These cubes exhibit features of multiple cube styles.

These categories are not absolute. Some cubes combine features of the different cube “styles” I’ve described here, which are only intended as points of family resemblance that can be tied to photographs and drawings for which we have known dates. The three cubes at left, for example, bear the early round-topped ‘3’ numeral, but also the “fat snowman” 8’s typical of later cubes. The two green ones have the distinctive bakelite appearance of the older 1930 style as well as sharp corners. The two cubes at the top are a less common 1.25″ size. None have inlaid numerals. But all bear some features that encourage dating them to the early — though perhaps not the earliest — 1930’s.

Automatic Doubles

The tradition of doubling the value of a game when doublets are thrown on the opening cast appears to have been strong in the 1930’s. In 1928 Grosvenor Nicholas notes the practice is common among “some people” with mild disapproval: “It seems to us to destroy the protection which a player otherwise always enjoys against an increase in the stake, unless by doubling or accepting a double he voluntarily participates in bringing about the increase” (Modern Backgammon, p.36). Writing two years later, Elizabeth Clark Boyden seems to present automatic doubles as a standard practice, but notes that “Many players consider it wise to limit the number of these Automatic Doubles allowed in any one game” (The New Backgammon, p. 26).  Leila Hattersley characterizes them as “a still more recent development” than optional doubles and avers that as they “detract from the science of the game, most players set a limit of three on their automatic double, while many of the more conservative omit them entirely” (How to Play the New Backgammon, p.37). While several other authors do not mention them at all, most differentiate between “Automatic” and “Optional” or “Voluntary” doubles.
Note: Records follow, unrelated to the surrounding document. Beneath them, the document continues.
//! The solution-search engine.
//!
//! Turns a stream of increasingly expensive fare groupings into a
//! bounded, diversified flight matrix plus a cheap estimate matrix. The
//! driver owns the loop; admission filtering, cached revalidation, quota
//! tracking, and alternate-date pruning each live in their own module.

mod admission;
mod altdate;
mod config;
mod diag;
mod enumerator;
mod quotas;
mod revalidate;
mod shared;
mod store;

mod driver;
mod orchestrator;


pub use admission::{Admission, AdmissionFilter, FlightChecks, MetadataChecks, RejectReason};
pub use altdate::{AltDatePruner, PruneOutcome, TaxService};
pub use config::{SearchConfig, SearchKind};
pub use diag::{DiagnosticSink, NoopSink, RecordingSink, TraceEvent, TracingSink};
pub use enumerator::CombinationEnumerator;
pub use driver::{
    Deadline, EngineError, FareGroupingSource, NoDeadline, SearchDriver, SearchStats, StopReason,
};
pub use orchestrator::{WorkerOutcome, run_workers, worker_scopes};
pub use quotas::{QuotaReceipt, QuotaTracker};
pub use revalidate::{RevalOutcome, Revalidator, RuleValidator};
pub use shared::{CombinationRegistry, LowestFareBoard, SharedState, WorkerScope};
pub use store::SolutionStore;
/// On-demand supplier of priced fare groupings.
///
/// Implementations must yield groupings in non-decreasing total price
/// order; the driver treats a price regression as a contract violation.
pub trait FareGroupingSource: Send {
    /// The next-cheapest grouping, or `None` when exhausted.
    fn next_grouping(&mut self) -> Option<FareGrouping>;
}

/// Transaction-wide deadline policy, polled cooperatively.
pub trait Deadline: Send + Sync {
    /// True when remaining time is short and budgets should tighten.
    fn must_hurry(&self) -> bool;

    /// True when the transaction is aborted; the loop exits immediately.
    fn is_aborted(&self) -> bool;
}

/// A deadline that never fires; useful for tests and offline runs.
#[derive(Debug, Default, Clone, Copy)]
pub struct NoDeadline;

impl Deadline for NoDeadline {
    fn must_hurry(&self) -> bool {
        false
    }

    fn is_aborted(&self) -> bool {
        false
    }
}

/// One worker's search loop and the state it owns.
///
/// The driver exclusively owns its solution store and quota tracker;
/// other workers only ever read its published combinations through the
/// shared registry.
pub struct SearchDriver<S, V, C, D> {
    itinerary: Arc<Itinerary>,
    config: Arc<SearchConfig>,
    scope: WorkerScope,
    kind: SearchKind,
    source: S,
    revalidator: Revalidator<V>,
    checks: C,
    deadline: D,
    diag: Arc<dyn DiagnosticSink>,
    shared: Arc<SharedState>,

    store: SolutionStore,
    quotas: QuotaTracker,
    custom: HashSet<FlightCombination>,
    tried: HashSet<FlightCombination>,

    target: usize,
    combinations_without_success: u32,
    fare_paths_tried: u32,
    iterations: u64,
    hurry: bool,
    last_price: Option<Decimal>,
    stats: SearchStats,
}
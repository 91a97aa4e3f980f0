//! Admission filtering for candidate flight combinations.
//!
//! Cheap, non-pricing checks that accept or reject a candidate before the
//! expensive fare-path revalidation. The filter is a pure predicate over
//! the candidate and current search state; admission side effects happen
//! only after revalidation succeeds.

use std::collections::HashSet;

use chrono::Duration;
use serde::Serialize;

use crate::domain::{DomainError, FlightCombination, Itinerary};

use super::config::{SearchConfig, SearchKind};
use super::quotas::QuotaTracker;
use super::shared::{CombinationRegistry, WorkerScope};
use super::store::SolutionStore;

/// Why a candidate combination was rejected before revalidation.
#[derive(Debug, Clone, Copy, PartialEq, Eq, Serialize)]
#[serde(rename_all = "snake_case")]
pub enum RejectReason {
    /// Already present in the flight or estimate matrix.
    AlreadyKnown,

    /// A companion worker covering the complementary scope already
    /// published this combination.
    PublishedByCompanion,

    /// The requested cabin is not bookable on some leg.
    CabinInvalid,

    /// A connection is tighter than the minimum connection time.
    MinConnectionViolated,

    /// A chosen option's carrier is restricted in restricted mode.
    RestrictedCarrier,

    /// The combination's date pair needs no more solutions.
    DatePairServed,

    /// A custom worker only produces requester-pinned combinations.
    NotCustomPinned,

    /// Custom-pinned combinations are exclusive to the custom worker.
    CustomPinned,

    /// The custom-solution quota is exhausted.
    CustomQuotaExhausted,

    /// The long-connection quota is exhausted.
    LongConnectionQuota,

    /// The combination belongs to another worker's scope.
    OutsideScope,

    /// Past the diversity threshold without introducing a new carrier.
    CarrierDiversity,

    /// The repeat ceiling for this fare combination is reached.
    RepeatFareCeiling,
}

/// Result of an admission check.
#[derive(Debug, Clone, Copy, PartialEq, Eq)]
pub enum Admission {
    /// The candidate may proceed to revalidation.
    Accept,

    /// The candidate is rejected; the reason is reported to diagnostics.
    Reject(RejectReason),
}

/// External checks on a combination's flights.
///
/// Cabin availability and minimum-connection-time evaluation belong to
/// the itinerary data model built before search begins; the engine only
/// consumes their verdicts.
pub trait FlightChecks: Send + Sync {
    /// True when the requested cabin is bookable on every leg.
    fn cabin_valid(&self, itinerary: &Itinerary, combination: &FlightCombination) -> bool;

    /// True when every connection meets the minimum connection time.
    fn min_connection_ok(&self, itinerary: &Itinerary, combination: &FlightCombination) -> bool;
}

/// Checks derived from scheduling option metadata.
#[derive(Debug, Clone)]
pub struct MetadataChecks {
    min_connection: Duration,
}

impl MetadataChecks {
    /// Create checks enforcing the given minimum connection time.
    pub fn new(min_connection: Duration) -> Self {
        Self { min_connection }
    }
}

impl FlightChecks for MetadataChecks {
    fn cabin_valid(&self, itinerary: &Itinerary, combination: &FlightCombination) -> bool {
        itinerary
            .sops_for(combination)
            .map(|sops| sops.iter().all(|sop| sop.cabin_valid()))
            .unwrap_or(false)
    }

    fn min_connection_ok(&self, itinerary: &Itinerary, combination: &FlightCombination) -> bool {
        itinerary
            .sops_for(combination)
            .map(|sops| {
                sops.iter().all(|sop| {
                    sop.shortest_ground_time()
                        .is_none_or(|ground| ground >= self.min_connection)
                })
            })
            .unwrap_or(false)
    }
}

/// The admission predicate, borrowing the state it consults.
pub struct AdmissionFilter<'a> {
    pub itinerary: &'a Itinerary,
    pub config: &'a SearchConfig,
    pub scope: WorkerScope,
    pub kind: SearchKind,
    pub store: &'a SolutionStore,
    pub quotas: &'a QuotaTracker,
    pub registry: &'a CombinationRegistry,
    pub checks: &'a dyn FlightChecks,
    pub custom: &'a HashSet<FlightCombination>,
}

impl AdmissionFilter<'_> {
    /// Evaluate a candidate combination against every cheap check.
    ///
    /// # Errors
    ///
    /// Returns `Err` only for broken upstream contracts (a combination
    /// that does not fit the itinerary); ordinary rejections are
    /// `Ok(Admission::Reject(_))`.
    pub fn check(&self, combination: &FlightCombination) -> Result<Admission, DomainError> {
        use Admission::Reject;

        if self.store.already_known(combination) {
            return Ok(Reject(RejectReason::AlreadyKnown));
        }

        if self.registry.published_elsewhere(self.scope, combination) {
            return Ok(Reject(RejectReason::PublishedByCompanion));
        }

        if !self.checks.cabin_valid(self.itinerary, combination) {
            return Ok(Reject(RejectReason::CabinInvalid));
        }

        if !self.checks.min_connection_ok(self.itinerary, combination) {
            return Ok(Reject(RejectReason::MinConnectionViolated));
        }

        if self.config.restrict_flagged_carriers {
            let sops = self.itinerary.sops_for(combination)?;
            if sops.iter().any(|sop| sop.carrier_restricted()) {
                return Ok(Reject(RejectReason::RestrictedCarrier));
            }
        }

        let date_pair = if self.itinerary.alternate_dates() {
            let dp = self.itinerary.date_pair(combination)?;
            if self.quotas.date_pair_served(dp, self.config) {
                return Ok(Reject(RejectReason::DatePairServed));
            }
            Some(dp)
        } else {
            None
        };

        let pinned = self.custom.contains(combination);
        match self.kind {
            SearchKind::Custom => {
                if !pinned {
                    return Ok(Reject(RejectReason::NotCustomPinned));
                }
                if !self.quotas.custom_available(self.config) {
                    return Ok(Reject(RejectReason::CustomQuotaExhausted));
                }
            }
            SearchKind::Normal | SearchKind::Beyond => {
                if pinned {
                    return Ok(Reject(RejectReason::CustomPinned));
                }
            }
        }

        if self.itinerary.has_long_connection(combination)?
            && !self.quotas.long_connection_available(self.config)
        {
            return Ok(Reject(RejectReason::LongConnectionQuota));
        }

        let online = self.itinerary.online_carrier(combination)?;
        match (self.scope, online) {
            (WorkerScope::Online(own), Some(carrier)) if carrier == own => {}
            (WorkerScope::Online(_), _) => return Ok(Reject(RejectReason::OutsideScope)),
            (WorkerScope::Interline, None) => {}
            (WorkerScope::Interline, Some(_)) => {
                return Ok(Reject(RejectReason::OutsideScope));
            }
        }

        // Custom-pinned combinations are exempt from diversification
        if !pinned {
            let carriers = self.itinerary.governing_carriers(combination)?;
            if !self.quotas.two_tier_admits(&carriers, date_pair, self.config) {
                return Ok(Reject(RejectReason::CarrierDiversity));
            }
        }

        Ok(Admission::Accept)
    }
}
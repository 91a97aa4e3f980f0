//! Lazy flight combination enumeration.
//!
//! Given a fare grouping, produce the flight combinations compatible with
//! its per-leg requirements, one at a time. The full cartesian product is
//! never materialized: the driver pulls combinations lazily and skips the
//! ones it has already tried.

use crate::domain::{DomainError, FareGrouping, FlightCombination, Itinerary};

/// Odometer-style iterator over compatible flight combinations.
///
/// The rightmost leg advances fastest, so enumeration order is stable for
/// a given itinerary and grouping.
#[derive(Debug)]
pub struct CombinationEnumerator {
    /// Admissible scheduling option indices per leg.
    candidates: Vec<Vec<usize>>,

    /// Current position into each leg's candidate list.
    cursor: Vec<usize>,

    exhausted: bool,
}

impl CombinationEnumerator {
    /// Build an enumerator for the combinations compatible with a grouping.
    ///
    /// A leg with no admissible option makes the enumeration empty, not an
    /// error; fare groupings routinely require carriers a leg cannot offer.
    ///
    /// # Errors
    ///
    /// Returns `Err` if the grouping's requirement list does not match the
    /// itinerary's leg count.
    pub fn new(itinerary: &Itinerary, grouping: &FareGrouping) -> Result<Self, DomainError> {
        let requirements = grouping.leg_requirements();
        if requirements.len() != itinerary.num_legs() {
            return Err(DomainError::RequirementCountMismatch {
                expected: itinerary.num_legs(),
                got: requirements.len(),
            });
        }

        let candidates: Vec<Vec<usize>> = itinerary
            .legs()
            .iter()
            .zip(requirements)
            .map(|(leg, requirement)| {
                leg.sops()
                    .iter()
                    .enumerate()
                    .filter(|(_, sop)| requirement.allows(sop))
                    .map(|(index, _)| index)
                    .collect()
            })
            .collect();

        let exhausted = candidates.iter().any(Vec::is_empty);
        let cursor = vec![0; candidates.len()];

        Ok(Self {
            candidates,
            cursor,
            exhausted,
        })
    }

    /// Returns how many combinations this enumeration can produce in total.
    pub fn combination_count(&self) -> usize {
        self.candidates.iter().map(Vec::len).product()
    }

    fn advance(&mut self) {
        // Rightmost leg first, carrying leftwards like an odometer
        for leg in (0..self.cursor.len()).rev() {
            self.cursor[leg] += 1;
            if self.cursor[leg] < self.candidates[leg].len() {
                return;
            }
            self.cursor[leg] = 0;
        }
        self.exhausted = true;
    }
}

impl Iterator for CombinationEnumerator {
    type Item = FlightCombination;

    fn next(&mut self) -> Option<FlightCombination> {
        if self.exhausted {
            return None;
        }

        let combination = FlightCombination::new(
            self.cursor
                .iter()
                .zip(&self.candidates)
                .map(|(&pos, leg_candidates)| leg_candidates[pos])
                .collect(),
        );

        self.advance();
        Some(combination)
    }
}

#[cfg(test)]
mod tests {
    use super::*;
    use crate::domain::{
        AirportCode, CarrierCode, FareUsage, Leg, LegRequirement, PaxFare, PaxTypeCode,
        PricingUnit, Sop, TravelSegment,
    };
    use chrono::{NaiveDate, NaiveDateTime};
    use rust_decimal::Decimal;
    use std::sync::Arc;

    fn carrier(s: &str) -> CarrierCode {
        CarrierCode::parse(s).unwrap()
    }

    fn dt(day: u32, hour: u32) -> NaiveDateTime {
        NaiveDate::from_ymd_opt(2024, 6, day)
            .unwrap()
            .and_hms_opt(hour, 0, 0)
            .unwrap()
    }

    fn nonstop(cx: &str, from: &str, to: &str, day: u32, dep: u32) -> Arc<Sop> {
        let seg = TravelSegment::new(
            carrier(cx),
            100,
            AirportCode::parse(from).unwrap(),
            AirportCode::parse(to).unwrap(),
            dt(day, dep),
            dt(day, dep + 3),
        );
        Arc::new(Sop::new(carrier(cx), vec![seg]).unwrap())
    }

    fn itinerary() -> Itinerary {
        Itinerary::new(vec![
            Leg::new(vec![
                nonstop("AA", "JFK", "LAX", 1, 8),
                nonstop("BA", "JFK", "LAX", 1, 10),
                nonstop("AA", "JFK", "LAX", 1, 12),
            ])
            .unwrap(),
            Leg::new(vec![
                nonstop("AA", "LAX", "JFK", 8, 9),
                nonstop("BA", "LAX", "JFK", 8, 11),
            ])
            .unwrap(),
        ])
        .unwrap()
    }

    fn grouping(requirements: Vec<LegRequirement>) -> FareGrouping {
        FareGrouping::new(
            1,
            vec![PaxFare::new(
                PaxTypeCode::parse("ADT").unwrap(),
                1,
                Decimal::new(100, 0),
            )],
            vec![PricingUnit::new(vec![FareUsage::new(
                0,
                "Y26",
                Decimal::new(100, 0),
            )])],
            requirements,
        )
        .unwrap()
    }

    #[test]
    fn enumerates_full_product() {
        let itin = itinerary();
        let g = grouping(vec![LegRequirement::any(), LegRequirement::any()]);

        let enumerator = CombinationEnumerator::new(&itin, &g).unwrap();
        assert_eq!(enumerator.combination_count(), 6);

        let combos: Vec<FlightCombination> = enumerator.collect();
        assert_eq!(combos.len(), 6);
        // Rightmost leg advances fastest
        assert_eq!(combos[0], FlightCombination::new(vec![0, 0]));
        assert_eq!(combos[1], FlightCombination::new(vec![0, 1]));
        assert_eq!(combos[2], FlightCombination::new(vec![1, 0]));
        assert_eq!(combos[5], FlightCombination::new(vec![2, 1]));
    }

    #[test]
    fn requirement_restricts_legs() {
        let itin = itinerary();
        let g = grouping(vec![
            LegRequirement::carrier(carrier("AA")),
            LegRequirement::any(),
        ]);

        let combos: Vec<FlightCombination> =
            CombinationEnumerator::new(&itin, &g).unwrap().collect();

        // Outbound restricted to SOPs 0 and 2
        assert_eq!(combos.len(), 4);
        assert!(combos.iter().all(|c| c.sop(0) != Some(1)));
    }

    #[test]
    fn unsatisfiable_requirement_is_empty_not_error() {
        let itin = itinerary();
        let g = grouping(vec![
            LegRequirement::carrier(carrier("LH")),
            LegRequirement::any(),
        ]);

        let mut enumerator = CombinationEnumerator::new(&itin, &g).unwrap();
        assert_eq!(enumerator.next(), None);
    }

    #[test]
    fn requirement_count_mismatch_is_an_error() {
        let itin = itinerary();
        let g = grouping(vec![LegRequirement::any()]);

        assert!(matches!(
            CombinationEnumerator::new(&itin, &g),
            Err(DomainError::RequirementCountMismatch {
                expected: 2,
                got: 1
            })
        ));
    }
}
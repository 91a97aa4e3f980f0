//! Fare-path revalidation with result caching.
//!
//! Whether a fare grouping is actually valid for a specific flight
//! combination depends on travel timing, so it must be re-checked per
//! combination. This is the single most expensive operation in the search
//! loop; results are cached keyed by the flights chosen and the identity
//! of the base grouping, because every duplicate derived from the same
//! template sees the same timing and the same rule outcome.

use std::sync::atomic::{AtomicU64, Ordering};

use moka::sync::Cache;
use tracing::trace;

use crate::domain::{DomainError, FareGrouping, FlightCombination, Itinerary, PricingUnit};

/// External rule-validation subsystem.
///
/// Validates one pricing unit of a combination-specialized grouping
/// against category rules. The engine only consumes the verdict.
pub trait RuleValidator: Send + Sync {
    /// True when the pricing unit passes category rules for the
    /// combination's flights.
    fn validate_pricing_unit(&self, unit: &PricingUnit, combination: &FlightCombination) -> bool;
}

/// Cache key: the set of chosen flights plus the base grouping identity.
///
/// Indices are sorted because rule outcomes depend on which flights are
/// flown, not on which leg slot selected them.
#[derive(Debug, Clone, PartialEq, Eq, Hash)]
struct RevalKey {
    flights: Vec<usize>,
    base: u64,
}

/// Outcome of one revalidation request.
#[derive(Debug, Clone, Copy, PartialEq, Eq)]
pub struct RevalOutcome {
    /// Whether the fare path is valid for the combination.
    pub passed: bool,

    /// True when the verdict came from the cache.
    pub cached: bool,
}

/// The revalidator: an external validator behind a result cache.
pub struct Revalidator<V> {
    validator: V,
    cache: Cache<RevalKey, bool>,
    hits: AtomicU64,
    misses: AtomicU64,
}

impl<V: RuleValidator> Revalidator<V> {
    /// Wrap a validator with a result cache of the given capacity.
    pub fn new(validator: V, cache_capacity: u64) -> Self {
        Self {
            validator,
            cache: Cache::builder().max_capacity(cache_capacity).build(),
            hits: AtomicU64::new(0),
            misses: AtomicU64::new(0),
        }
    }

    /// Revalidate a grouping template against a combination.
    ///
    /// On a cache miss the template is specialized to the combination (a
    /// private duplicate; the shared template is never touched) and every
    /// pricing unit is validated. On a hit the stored verdict is returned
    /// without recomputation.
    ///
    /// # Errors
    ///
    /// Returns `Err` when the combination does not fit the itinerary,
    /// which indicates a broken upstream contract.
    pub fn validate(
        &self,
        itinerary: &Itinerary,
        combination: &FlightCombination,
        template: &FareGrouping,
    ) -> Result<RevalOutcome, DomainError> {
        let key = RevalKey {
            flights: combination.sorted_indices(),
            base: template.base_id(),
        };

        if let Some(passed) = self.cache.get(&key) {
            self.hits.fetch_add(1, Ordering::Relaxed);
            return Ok(RevalOutcome {
                passed,
                cached: true,
            });
        }

        self.misses.fetch_add(1, Ordering::Relaxed);

        let specialized = template.specialize_for(itinerary, combination)?;
        let passed = specialized
            .pricing_units()
            .iter()
            .all(|unit| self.validator.validate_pricing_unit(unit, combination));

        trace!(%combination, base = template.base_id(), passed, "fare path revalidated");
        self.cache.insert(key, passed);

        Ok(RevalOutcome {
            passed,
            cached: false,
        })
    }

    /// Returns how many requests were answered from the cache.
    pub fn cache_hits(&self) -> u64 {
        self.hits.load(Ordering::Relaxed)
    }

    /// Returns how many requests required recomputation.
    pub fn cache_misses(&self) -> u64 {
        self.misses.load(Ordering::Relaxed)
    }
}
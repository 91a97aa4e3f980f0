//! Carrier and airport code types.

use std::fmt;

/// Error returned when parsing an invalid carrier code.
#[derive(Debug, Clone, PartialEq, Eq, thiserror::Error)]
#[error("invalid carrier code: {reason}")]
pub struct InvalidCarrierCode {
    reason: &'static str,
}

/// A valid 2-character IATA airline designator.
///
/// Carrier codes identify marketing/operating airlines (e.g., "AA" for
/// American Airlines, "BA" for British Airways). They are 2 uppercase
/// ASCII letters or digits; codes like "9W" are valid.
///
/// # Examples
///
/// ```
/// use flight_matrix::domain::CarrierCode;
///
/// let aa = CarrierCode::parse("AA").unwrap();
/// assert_eq!(aa.as_str(), "AA");
///
/// // Lowercase is rejected
/// assert!(CarrierCode::parse("aa").is_err());
///
/// // Wrong length is rejected
/// assert!(CarrierCode::parse("A").is_err());
/// assert!(CarrierCode::parse("AAL").is_err());
/// ```
#[derive(Clone, Copy, PartialEq, Eq, PartialOrd, Ord, Hash)]
pub struct CarrierCode([u8; 2]);

impl CarrierCode {
    /// Parse a carrier code from a string.
    ///
    /// The input must be exactly 2 uppercase ASCII letters or digits.
    pub fn parse(s: &str) -> Result<Self, InvalidCarrierCode> {
        let bytes = s.as_bytes();

        if bytes.len() != 2 {
            return Err(InvalidCarrierCode {
                reason: "must be exactly 2 characters",
            });
        }

        for &b in bytes {
            if !(b.is_ascii_uppercase() || b.is_ascii_digit()) {
                return Err(InvalidCarrierCode {
                    reason: "must be uppercase ASCII letters or digits",
                });
            }
        }

        Ok(CarrierCode([bytes[0], bytes[1]]))
    }

    /// Returns the carrier code as a string slice.
    pub fn as_str(&self) -> &str {
        // SAFETY: We only store valid ASCII
        std::str::from_utf8(&self.0).unwrap()
    }
}

impl fmt::Debug for CarrierCode {
    fn fmt(&self, f: &mut fmt::Formatter<'_>) -> fmt::Result {
        write!(f, "CarrierCode({})", self.as_str())
    }
}

impl fmt::Display for CarrierCode {
    fn fmt(&self, f: &mut fmt::Formatter<'_>) -> fmt::Result {
        f.write_str(self.as_str())
    }
}

/// Error returned when parsing an invalid airport code.
#[derive(Debug, Clone, PartialEq, Eq, thiserror::Error)]
#[error("invalid airport code: {reason}")]
pub struct InvalidAirportCode {
    reason: &'static str,
}

/// A valid 3-letter IATA airport code (e.g., "JFK", "LHR").
#[derive(Clone, Copy, PartialEq, Eq, PartialOrd, Ord, Hash)]
pub struct AirportCode([u8; 3]);

impl AirportCode {
    /// Parse an airport code from a string.
    ///
    /// The input must be exactly 3 uppercase ASCII letters.
    pub fn parse(s: &str) -> Result<Self, InvalidAirportCode> {
        let bytes = s.as_bytes();

        if bytes.len() != 3 {
            return Err(InvalidAirportCode {
                reason: "must be exactly 3 characters",
            });
        }

        for &b in bytes {
            if !b.is_ascii_uppercase() {
                return Err(InvalidAirportCode {
                    reason: "must be uppercase ASCII letters A-Z",
                });
            }
        }

        Ok(AirportCode([bytes[0], bytes[1], bytes[2]]))
    }

    /// Returns the airport code as a string slice.
    pub fn as_str(&self) -> &str {
        // SAFETY: We only store valid ASCII uppercase letters
        std::str::from_utf8(&self.0).unwrap()
    }
}

impl fmt::Debug for AirportCode {
    fn fmt(&self, f: &mut fmt::Formatter<'_>) -> fmt::Result {
        write!(f, "AirportCode({})", self.as_str())
    }
}

impl fmt::Display for AirportCode {
    fn fmt(&self, f: &mut fmt::Formatter<'_>) -> fmt::Result {
        f.write_str(self.as_str())
    }
}

#[cfg(test)]
mod tests {
    use super::*;

    #[test]
    fn parse_valid_carrier_codes() {
        assert!(CarrierCode::parse("AA").is_ok()); // American Airlines
        assert!(CarrierCode::parse("BA").is_ok()); // British Airways
        assert!(CarrierCode::parse("LH").is_ok()); // Lufthansa
        assert!(CarrierCode::parse("9W").is_ok()); // Jet Airways
        assert!(CarrierCode::parse("B6").is_ok()); // JetBlue

        // Edge cases
        assert!(CarrierCode::parse("AA").is_ok());
        assert!(CarrierCode::parse("00").is_ok());
    }

    #[test]
    fn reject_bad_carrier_codes() {
        assert!(CarrierCode::parse("aa").is_err());
        assert!(CarrierCode::parse("A").is_err());
        assert!(CarrierCode::parse("AAL").is_err());
        assert!(CarrierCode::parse("A ").is_err());
        assert!(CarrierCode::parse("").is_err());
    }

    #[test]
    fn carrier_display() {
        let code = CarrierCode::parse("BA").unwrap();
        assert_eq!(code.to_string(), "BA");
        assert_eq!(format!("{code:?}"), "CarrierCode(BA)");
    }

    #[test]
    fn parse_valid_airport_codes() {
        assert!(AirportCode::parse("JFK").is_ok());
        assert!(AirportCode::parse("LHR").is_ok());
        assert!(AirportCode::parse("ORD").is_ok());
    }

    #[test]
    fn reject_bad_airport_codes() {
        assert!(AirportCode::parse("jfk").is_err());
        assert!(AirportCode::parse("JF").is_err());
        assert!(AirportCode::parse("JFKX").is_err());
        assert!(AirportCode::parse("JF1").is_err());
    }

    #[test]
    fn airport_display() {
        let code = AirportCode::parse("LHR").unwrap();
        assert_eq!(code.to_string(), "LHR");
    }
}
Wildly arbitrary volatility appears to have been part of the “Hollywood” style. (Backgammon as Played in Hollywood, 1930)

If the pseudonymous writer ‘Oh Tee’ accurately portrays Backgammon as Played in Hollywood (1930), then Californians were mad for autos! In a wicked twist on the practice, the cube value could be automatically juiced in the middle of a game, even after a player had already doubled: “automatic doubles during play . . . do not affect the possession of the cube.” But in order to keep a lid on things, it seems the tradition was to agree on a limit — “(usually six) . . . after which no further doubles may be called or offered for agreement” (p.26). So if you’re holding a 32-cube and a string of doubles bumps the value to 64, you would lose your re-cube vig. Ouch!

The Laws of Backgammon (1931) includes a surprising variation where “by agreement” opening doublets may either “double the count” or “Add one to the previous count,” which could lead to a game worth 3 points after two sets of doublets were thrown at the outset. However, by default, “Unless an understanding has been reached as to the method and limitation of automatic raises they are not played.”

Another popular variation mentioned in several books of the day was to score by checkers, with the winner harvesting points for each remaining opponent checker and at multiples for any checkers in quadrants outside of home — and then to apply whatever the cube value turned out to be. Of course this means that the closest races are of the least consequence, leading to substantial variations in standard strategy. It’s no wonder Harpo Marx, apparently a backgammon addict of note, was reported to be playing penny-a-point backgammon on a cross-country train journey with broadway star Ina Claire in various papers in early 1931. Chouettes using these extravagant doubling practices along with scoring by checkers must have run up some very large totals!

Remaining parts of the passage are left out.